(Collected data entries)

===

//! # CPU Control Instructions
//!
//! - NOP
//! - HALT, STOP: latch the halted state (see [`crate::CPU::resume`])
//! - DI, EI: latch the interrupt master enable
//!
//! No interrupt controller exists, so IME is only recorded.

use super::Operands;
use crate::{MemoryBus, CPU};

pub(crate) fn execute_nop<M: MemoryBus>(_cpu: &mut CPU<M>, _operands: &Operands) {}

/// `STOP d8`. The operand byte is fetched and ignored.
pub(crate) fn execute_stop<M: MemoryBus>(cpu: &mut CPU<M>, _operands: &Operands) {
    cpu.halted = true;
}

pub(crate) fn execute_halt<M: MemoryBus>(cpu: &mut CPU<M>, _operands: &Operands) {
    cpu.halted = true;
}

pub(crate) fn execute_di<M: MemoryBus>(cpu: &mut CPU<M>, _operands: &Operands) {
    cpu.ime = false;
}

pub(crate) fn execute_ei<M: MemoryBus>(cpu: &mut CPU<M>, _operands: &Operands) {
    cpu.ime = true;
}
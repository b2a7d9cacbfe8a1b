//! # LR35902 Instruction Implementations
//!
//! One routine per distinct instruction behaviour, grouped by family. Each takes
//! the CPU and the decoded [`Operands`] of the instruction being executed; PC
//! still points at the first byte of that instruction while the routine runs.
//!
//! ## Families
//!
//! - **load**: register, immediate and indirect transfers (LD, LDH)
//! - **alu**: 8-bit accumulator arithmetic, 16-bit adds, DAA/CPL/SCF/CCF
//! - **inc_dec**: 8-bit and 16-bit increment/decrement
//! - **rotate**: accumulator rotates and the CB rotate/shift group
//! - **bits**: BIT, RES, SET
//! - **branches**: JR, JP, CALL, RET, RETI, RST
//! - **stack**: PUSH, POP
//! - **control**: NOP, HALT, STOP, DI, EI

pub mod alu;
pub mod bits;
pub mod branches;
pub mod control;
pub mod inc_dec;
pub mod load;
pub mod rotate;
pub mod stack;

use crate::{MemoryBus, Op, OpcodeFields, CPU};

/// Everything fetched for one instruction.
#[derive(Debug, Clone, Copy, PartialEq, Eq)]
pub(crate) struct Operands {
    pub fields: OpcodeFields,
    /// Raw displacement byte; only meaningful when the descriptor has one.
    pub displacement: u8,
    /// Immediate value, already merged little-endian for 2-byte immediates.
    pub immediate: u16,
    /// Total encoded length in bytes.
    pub length: u16,
}

impl Operands {
    /// Displacement as a signed offset.
    #[inline]
    pub fn offset(&self) -> i8 {
        self.displacement as i8
    }

    /// Low byte of the immediate.
    #[inline]
    pub fn imm8(&self) -> u8 {
        self.immediate as u8
    }
}

/// Dispatches one behaviour. The match is exhaustive over [`Op`].
pub(crate) fn execute<M: MemoryBus>(cpu: &mut CPU<M>, op: Op, operands: &Operands) {
    match op {
        Op::Nop => control::execute_nop(cpu, operands),
        Op::Stop => control::execute_stop(cpu, operands),
        Op::Halt => control::execute_halt(cpu, operands),
        Op::Di => control::execute_di(cpu, operands),
        Op::Ei => control::execute_ei(cpu, operands),

        Op::LdRR => load::execute_ld_r_r(cpu, operands),
        Op::LdRImm => load::execute_ld_r_imm(cpu, operands),
        Op::LdRpImm => load::execute_ld_rp_imm(cpu, operands),
        Op::LdIndirectA => load::execute_ld_indirect_a(cpu, operands),
        Op::LdAIndirect => load::execute_ld_a_indirect(cpu, operands),
        Op::LdAbsSp => load::execute_ld_abs_sp(cpu, operands),
        Op::LdhImmA => load::execute_ldh_imm_a(cpu, operands),
        Op::LdhAImm => load::execute_ldh_a_imm(cpu, operands),
        Op::LdhCA => load::execute_ldh_c_a(cpu, operands),
        Op::LdhAC => load::execute_ldh_a_c(cpu, operands),
        Op::LdAbsA => load::execute_ld_abs_a(cpu, operands),
        Op::LdAAbs => load::execute_ld_a_abs(cpu, operands),
        Op::LdSpHl => load::execute_ld_sp_hl(cpu, operands),
        Op::LdHlSpOffset => load::execute_ld_hl_sp_offset(cpu, operands),

        Op::IncR => inc_dec::execute_inc_r(cpu, operands),
        Op::DecR => inc_dec::execute_dec_r(cpu, operands),
        Op::IncRp => inc_dec::execute_inc_rp(cpu, operands),
        Op::DecRp => inc_dec::execute_dec_rp(cpu, operands),

        Op::Alu => alu::execute_alu(cpu, operands),
        Op::AluImm => alu::execute_alu_imm(cpu, operands),
        Op::AddHlRp => alu::execute_add_hl_rp(cpu, operands),
        Op::AddSpOffset => alu::execute_add_sp_offset(cpu, operands),
        Op::Daa => alu::execute_daa(cpu, operands),
        Op::Cpl => alu::execute_cpl(cpu, operands),
        Op::Scf => alu::execute_scf(cpu, operands),
        Op::Ccf => alu::execute_ccf(cpu, operands),

        Op::RotateA => rotate::execute_rotate_a(cpu, operands),
        Op::Rotate => rotate::execute_rotate(cpu, operands),

        Op::Bit => bits::execute_bit(cpu, operands),
        Op::Res => bits::execute_res(cpu, operands),
        Op::Set => bits::execute_set(cpu, operands),

        Op::Jr => branches::execute_jr(cpu, operands),
        Op::Jp => branches::execute_jp(cpu, operands),
        Op::JpHl => branches::execute_jp_hl(cpu, operands),
        Op::Call => branches::execute_call(cpu, operands),
        Op::Ret => branches::execute_ret(cpu, operands),
        Op::Reti => branches::execute_reti(cpu, operands),
        Op::Rst => branches::execute_rst(cpu, operands),

        Op::Push => stack::execute_push(cpu, operands),
        Op::Pop => stack::execute_pop(cpu, operands),
    }
}
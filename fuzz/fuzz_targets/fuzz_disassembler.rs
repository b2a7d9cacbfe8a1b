//! Disassembler fuzz target.
//!
//! Arbitrary byte streams must disassemble without panicking, cover every
//! input byte exactly once and format without leftover operand placeholders.

#![no_main]

use arbitrary::Arbitrary;
use lr35902::disassembler::format_listing;
use lr35902::{disassemble, format_instruction, DisassemblyOptions};
use libfuzzer_sys::fuzz_target;

#[derive(Debug, Arbitrary)]
struct Input {
    code: Vec<u8>,
    origin: u16,
    hex_dump: bool,
}

fuzz_target!(|input: Input| {
    // One address space's worth is plenty
    if input.code.len() > 0x10000 {
        return;
    }

    let options = DisassemblyOptions {
        start_address: input.origin,
        hex_dump: input.hex_dump,
    };
    let listing = disassemble(&input.code, options);

    let mut covered = 0usize;
    let mut address = input.origin;

    for instruction in &listing {
        assert_eq!(instruction.address, address);
        assert!((1..=3).contains(&instruction.size_bytes));

        // Prefix and opcode are not operands
        let header = if instruction.prefix != 0 { 2 } else { 1 };
        if instruction.descriptor.is_some() {
            assert_eq!(
                instruction.operand_bytes.len() + header,
                instruction.size_bytes as usize
            );
        }

        let text = format_instruction(instruction);
        assert!(!text.contains("d8") && !text.contains("d16") && !text.contains("r8"));

        covered += instruction.size_bytes as usize;
        address = address.wrapping_add(instruction.size_bytes as u16);
    }

    assert_eq!(covered, input.code.len());
    assert_eq!(format_listing(&listing, options).lines().count(), listing.len());
});
//! HTTP API handlers for lpf-gen

use axum::http::StatusCode;
use axum::response::{IntoResponse, Response};
use axum::Json;
use serde_json::json;

pub mod health;
pub mod media;
pub mod news;
pub mod posts;

pub use health::{health_check, root};
pub use media::{
    generate_ai_image, generate_carousel, generate_chart, generate_code_image,
    generate_infographic, generate_interactive, generate_qrcode, list_post_media,
};
pub use news::{search_news, trending_news};
pub use posts::generate_post;

/// API errors
///
/// The original service collapsed every failure into a 500; here the
/// taxonomy keeps caller mistakes (400), missing provider credentials
/// (400, as the original answered for absent keys), and upstream
/// provider failures (502) apart. The body shape is uniform.
#[derive(Debug)]
pub enum ApiError {
    InvalidInput(String),
    NotConfigured(String),
    Provider(String),
    Internal(String),
}

impl IntoResponse for ApiError {
    fn into_response(self) -> Response {
        let (status, message) = match self {
            ApiError::InvalidInput(msg) => (StatusCode::BAD_REQUEST, msg),
            ApiError::NotConfigured(msg) => (StatusCode::BAD_REQUEST, msg),
            ApiError::Provider(msg) => (
                StatusCode::BAD_GATEWAY,
                format!("Provider error: {}", msg),
            ),
            ApiError::Internal(msg) => (
                StatusCode::INTERNAL_SERVER_ERROR,
                format!("Internal error: {}", msg),
            ),
        };

        let body = Json(json!({
            "error": message,
        }));

        (status, body).into_response()
    }
}

impl From<lpf_common::Error> for ApiError {
    fn from(err: lpf_common::Error) -> Self {
        use lpf_common::Error;
        match err {
            Error::InvalidInput(msg) => ApiError::InvalidInput(msg),
            Error::NotConfigured(msg) => ApiError::NotConfigured(msg),
            Error::Provider(msg) => ApiError::Provider(msg),
            other => ApiError::Internal(other.to_string()),
        }
    }
}

#[cfg(test)]
mod tests {
    use super::*;

    #[test]
    fn error_statuses() {
        let response = ApiError::InvalidInput("bad".into()).into_response();
        assert_eq!(response.status(), StatusCode::BAD_REQUEST);

        let response = ApiError::NotConfigured("no key".into()).into_response();
        assert_eq!(response.status(), StatusCode::BAD_REQUEST);

        let response = ApiError::Provider("upstream".into()).into_response();
        assert_eq!(response.status(), StatusCode::BAD_GATEWAY);

        let response = ApiError::Internal("boom".into()).into_response();
        assert_eq!(response.status(), StatusCode::INTERNAL_SERVER_ERROR);
    }

    #[test]
    fn common_errors_map_onto_the_taxonomy() {
        let api: ApiError = lpf_common::Error::InvalidInput("x".into()).into();
        assert!(matches!(api, ApiError::InvalidInput(_)));

        let api: ApiError = lpf_common::Error::Render("x".into()).into();
        assert!(matches!(api, ApiError::Internal(_)));
    }
}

===

Look above for the line holding "let options = DisassemblyOptions" and the line holding "let (status, message)". Retype both, and every line between them, word for word and nothing else.

**Problem solution**
    let options = DisassemblyOptions {
        start_address: input.origin,
        hex_dump: input.hex_dump,
    };
    let listing = disassemble(&input.code, options);

    let mut covered = 0usize;
    let mut address = input.origin;

    for instruction in &listing {
        assert_eq!(instruction.address, address);
        assert!((1..=3).contains(&instruction.size_bytes));

        // Prefix and opcode are not operands
        let header = if instruction.prefix != 0 { 2 } else { 1 };
        if instruction.descriptor.is_some() {
            assert_eq!(
                instruction.operand_bytes.len() + header,
                instruction.size_bytes as usize
            );
        }

        let text = format_instruction(instruction);
        assert!(!text.contains("d8") && !text.contains("d16") && !text.contains("r8"));

        covered += instruction.size_bytes as usize;
        address = address.wrapping_add(instruction.size_bytes as u16);
    }

    assert_eq!(covered, input.code.len());
    assert_eq!(format_listing(&listing, options).lines().count(), listing.len());
});
//! HTTP API handlers for lpf-gen

use axum::http::StatusCode;
use axum::response::{IntoResponse, Response};
use axum::Json;
use serde_json::json;

pub mod health;
pub mod media;
pub mod news;
pub mod posts;

pub use health::{health_check, root};
pub use media::{
    generate_ai_image, generate_carousel, generate_chart, generate_code_image,
    generate_infographic, generate_interactive, generate_qrcode, list_post_media,
};
pub use news::{search_news, trending_news};
pub use posts::generate_post;

/// API errors
///
/// The original service collapsed every failure into a 500; here the
/// taxonomy keeps caller mistakes (400), missing provider credentials
/// (400, as the original answered for absent keys), and upstream
/// provider failures (502) apart. The body shape is uniform.
#[derive(Debug)]
pub enum ApiError {
    InvalidInput(String),
    NotConfigured(String),
    Provider(String),
    Internal(String),
}

impl IntoResponse for ApiError {
    fn into_response(self) -> Response {
        let (status, message) = match self {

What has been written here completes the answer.